(Exercise materials Opens)
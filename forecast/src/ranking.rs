use std::io::Write;
use std::path::Path;

use anyhow::Result;

use crate::SceneError;

/// Writes scenes from easiest to hardest as a whitespace table, `Index SeqID ADE FDE`, followed
/// by `mean` and `max` rows. This is the file hard mining reads back.
pub fn write_ranking<W: Write>(scenes: &[SceneError], writer: W) -> Result<()> {
    if scenes.is_empty() {
        bail!("No scenes to rank");
    }
    let mut sorted: Vec<&SceneError> = scenes.iter().collect();
    sorted.sort_by(|a, b| a.ade.total_cmp(&b.ade));

    let mut writer = csv::WriterBuilder::new()
        .delimiter(b' ')
        .from_writer(writer);
    writer.write_record(["Index", "SeqID", "ADE", "FDE"])?;
    for scene in &sorted {
        writer.write_record([
            scene.index.to_string(),
            scene.seq_id.to_string(),
            format!("{:.6}", scene.ade),
            format!("{:.6}", scene.fde),
        ])?;
    }

    let n = sorted.len() as f64;
    let mean_ade = sorted.iter().map(|s| s.ade).sum::<f64>() / n;
    let mean_fde = sorted.iter().map(|s| s.fde).sum::<f64>() / n;
    let max_ade = sorted.iter().map(|s| s.ade).fold(f64::NEG_INFINITY, f64::max);
    let max_fde = sorted.iter().map(|s| s.fde).fold(f64::NEG_INFINITY, f64::max);
    for (name, ade, fde) in [("mean", mean_ade, mean_fde), ("max", max_ade, max_fde)] {
        writer.write_record([
            name.to_string(),
            "-".to_string(),
            format!("{:.6}", ade),
            format!("{:.6}", fde),
        ])?;
    }
    writer.flush()?;
    Ok(())
}

pub fn save_ranking<P: AsRef<Path>>(scenes: &[SceneError], path: P) -> Result<()> {
    let path = path.as_ref();
    if let Some(parent) = path.parent() {
        fs_err::create_dir_all(parent)?;
    }
    write_ranking(scenes, fs_err::File::create(path)?)
        .map_err(|err| anyhow!("{}: {err}", path.display()))?;
    info!("Ranked {} scenes in {}", scenes.len(), path.display());
    Ok(())
}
(Exercise materials Closes)
Work request =>
The full set of entries must be printed again without any alteration.

Result for this exercise =>
filename forecast/src/ranking.rs
use std::io::Write;
use std::path::Path;

use anyhow::Result;

use crate::SceneError;

/// Writes scenes from easiest to hardest as a whitespace table, `Index SeqID ADE FDE`, followed
/// by `mean` and `max` rows. This is the file hard mining reads back.
pub fn write_ranking<W: Write>(scenes: &[SceneError], writer: W) -> Result<()> {
    if scenes.is_empty() {
        bail!("No scenes to rank");
    }
    let mut sorted: Vec<&SceneError> = scenes.iter().collect();
    sorted.sort_by(|a, b| a.ade.total_cmp(&b.ade));

    let mut writer = csv::WriterBuilder::new()
        .delimiter(b' ')
        .from_writer(writer);
    writer.write_record(["Index", "SeqID", "ADE", "FDE"])?;
    for scene in &sorted {
        writer.write_record([
            scene.index.to_string(),
            scene.seq_id.to_string(),
            format!("{:.6}", scene.ade),
            format!("{:.6}", scene.fde),
        ])?;
    }

    let n = sorted.len() as f64;
    let mean_ade = sorted.iter().map(|s| s.ade).sum::<f64>() / n;
    let mean_fde = sorted.iter().map(|s| s.fde).sum::<f64>() / n;
    let max_ade = sorted.iter().map(|s| s.ade).fold(f64::NEG_INFINITY, f64::max);
    let max_fde = sorted.iter().map(|s| s.fde).fold(f64::NEG_INFINITY, f64::max);
    for (name, ade, fde) in [("mean", mean_ade, mean_fde), ("max", max_ade, max_fde)] {
        writer.write_record([
            name.to_string(),
            "-".to_string(),
            format!("{:.6}", ade),
            format!("{:.6}", fde),
        ])?;
    }
    writer.flush()?;
    Ok(())
}

pub fn save_ranking<P: AsRef<Path>>(scenes: &[SceneError], path: P) -> Result<()> {
    let path = path.as_ref();
    if let Some(parent) = path.parent() {
        fs_err::create_dir_all(parent)?;
    }
    write_ranking(scenes, fs_err::File::create(path)?)
        .map_err(|err| anyhow!("{}: {err}", path.display()))?;
    info!("Ranked {} scenes in {}", scenes.len(), path.display());
    Ok(())
}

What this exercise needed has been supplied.